When the landmass that is now the Indian subcontinent slammed into Asia about 50 million years ago, the collision changed the configuration of the continents, the landscape, global climate and more. A team of Princeton University scientists has identified one more effect: the oxygen in the world’s oceans increased, altering the conditions for life.
Results a Surprise
“These results are different from anything people have previously seen,” said Kast, a graduate student in geosciences and the lead author on a paper coming out in Science on April 26. “The magnitude of the reconstructed change took us by surprise.”
Paleomap comparison 65 million years ago vs 50 million years ago
Neither the continents nor the oceans have always looked the way they do now. These “paleomaps” show how the continents and oceans appeared before (top) and during (bottom) “the collision that changed the world,” when the landmass that is now the Indian subcontinent rammed northward into Asia, closing the Tethys Sea and building the Himalayas. Global ocean levels were higher then, creating salty shallow seas (pale blue) that covered much of North Africa and parts of each of the continents.
Unprecedented Record of Ocean Nitrogen and Oxygen Levels
A team of Princeton researchers, using samples gathered at the three starred locations, created an unprecedented record of ocean nitrogen and oxygen levels from 70 million years ago through 30 million years ago that shows a major shift in ocean chemistry after the India-Asia collision. Another shift came 35 million years ago, when Antarctica began accumulating ice and global sea levels fell. Images were created by Emma Kast, using paleogeographic reconstructions from Deep Time Maps, with their permission
Kast used microscopic seashells to create a record of ocean nitrogen over a period from 70 million years ago — shortly before the extinction of the dinosaurs — until 30 million years ago. This record is an enormous contribution to the field of global climate studies, said Princeton’s John Higgins, a co-author on the paper. Higgins is a leading authority on evolution of the carbon cycle and the global climate system over Earth history.
“In our field, there are records that you look at as fundamental, that need to be explained by any sort of hypothesis that wants to make biogeochemical connections,” Higgins said. “Those are few and far between, in part because it’s very hard to create records that go far back in time. Fifty-million-year-old rocks don’t willingly give up their secrets. I would certainly consider Emma’s record to be one of those fundamental records.
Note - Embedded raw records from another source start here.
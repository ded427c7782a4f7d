//! Shared constants/defaults for things
//!

/// Number of panels in every comic.
pub const PANEL_COUNT: usize = 4;

/// Default model used to write the story.
pub const DEFAULT_STORY_MODEL: &str = "gpt-4o";

/// Default model used to pull a dialogue line out of each panel.
pub const DEFAULT_CAPTION_MODEL: &str = "gpt-4o-mini";

/// Default image model.
pub const DEFAULT_IMAGE_MODEL: &str = "dall-e-3";

/// Every panel image is rendered at this size.
pub const IMAGE_SIZE: &str = "1024x1024";

/// Default OpenAI-compatible API base.
pub const DEFAULT_OPENAI_BASE_URL: &str = "https://api.openai.com/v1";

/// Wall-clock budget for a whole `/generate_comic` request, in seconds.
pub const DEFAULT_REQUEST_TIMEOUT_SECS: u64 = 300;

/// Pause between consecutive image generation calls, in milliseconds.
pub const DEFAULT_PANEL_PAUSE_MS: u64 = 1000;

/// Origins allowed to call the API from a browser.
pub const DEFAULT_ALLOWED_ORIGINS: &[&str] = &["http://localhost:3000", "http://localhost:3001"];

/// `detail` text returned when a request runs out of time.
pub const TIMEOUT_DETAIL: &str = "Request timeout";
//! Scripted stand-ins for the remote services.

use std::collections::VecDeque;
use std::sync::Mutex;
use std::time::Duration;

use async_trait::async_trait;
use tokio::time::Instant;

use crate::error::ComicError;
use crate::openai::{ChatRequest, ImageGenerator, ImageRequest, TextGenerator};

/// Replies with queued results, in order, and remembers every request.
#[derive(Debug, Default)]
pub(crate) struct ScriptedText {
    replies: Mutex<VecDeque<Result<String, ComicError>>>,
    calls: Mutex<Vec<ChatRequest>>,
}

impl ScriptedText {
    pub(crate) fn new(replies: Vec<Result<String, ComicError>>) -> Self {
        Self {
            replies: Mutex::new(replies.into()),
            calls: Mutex::default(),
        }
    }

    /// A story with four lines followed by one JSON caption per panel.
    pub(crate) fn happy_path() -> Self {
        let mut replies = vec![Ok("Setup\nDevelopment\nTwist\nConclusion".to_string())];
        replies.extend(
            (1..=4).map(|panel| Ok(format!(r#"{{"panel": {panel}, "dialogue": "line {panel}"}}"#))),
        );
        Self::new(replies)
    }

    pub(crate) fn calls(&self) -> Vec<ChatRequest> {
        self.calls.lock().unwrap().clone()
    }
}

#[async_trait]
impl TextGenerator for ScriptedText {
    async fn complete(&self, request: &ChatRequest) -> Result<String, ComicError> {
        self.calls.lock().unwrap().push(request.clone());
        self.replies
            .lock()
            .unwrap()
            .pop_front()
            .unwrap_or_else(|| Err(ComicError::Upstream("no scripted reply left".to_string())))
    }
}

/// One recorded image call.
#[derive(Clone, Debug)]
pub(crate) struct ImageCall {
    pub(crate) at: Instant,
    pub(crate) model: String,
    pub(crate) prompt: String,
    pub(crate) n: u8,
    pub(crate) size: String,
}

/// Hands out `https://images.example/panel-<n>.png` for the n-th call.
#[derive(Debug, Default)]
pub(crate) struct ScriptedImages {
    fail_on_call: Option<usize>,
    delay: Option<Duration>,
    calls: Mutex<Vec<ImageCall>>,
}

impl ScriptedImages {
    pub(crate) fn failing_on(call: usize) -> Self {
        Self {
            fail_on_call: Some(call),
            ..Self::default()
        }
    }

    pub(crate) fn slow(delay: Duration) -> Self {
        Self {
            delay: Some(delay),
            ..Self::default()
        }
    }

    pub(crate) fn calls(&self) -> Vec<ImageCall> {
        self.calls.lock().unwrap().clone()
    }
}

#[async_trait]
impl ImageGenerator for ScriptedImages {
    async fn generate(&self, request: &ImageRequest<'_>) -> Result<Vec<String>, ComicError> {
        let call = {
            let mut calls = self.calls.lock().unwrap();
            calls.push(ImageCall {
                at: Instant::now(),
                model: request.model.to_string(),
                prompt: request.prompt.to_string(),
                n: request.n,
                size: request.size.to_string(),
            });
            calls.len()
        };
        if let Some(delay) = self.delay {
            tokio::time::sleep(delay).await;
        }
        if self.fail_on_call == Some(call) {
            return Err(ComicError::Upstream(format!(
                "Your request was rejected by the safety system (call {call})"
            )));
        }
        Ok(vec![format!("https://images.example/panel-{call}.png")])
    }
}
From now on, people who want to engage with how the Earth has changed over the last 70 million years will have to engage with Emma’s data.”
Nitrogen is Key to All Life on Earth
In addition to being the most abundant gas in the atmosphere, nitrogen is key to all life on Earth. “I study nitrogen so that I can study the global environment,” said Daniel Sigman. Sigman initiated this project with Higgins and then-Princeton postdoctoral researcher Daniel Stolper, who is now an assistant professor of Earth and planetary science at the University of California-Berkeley.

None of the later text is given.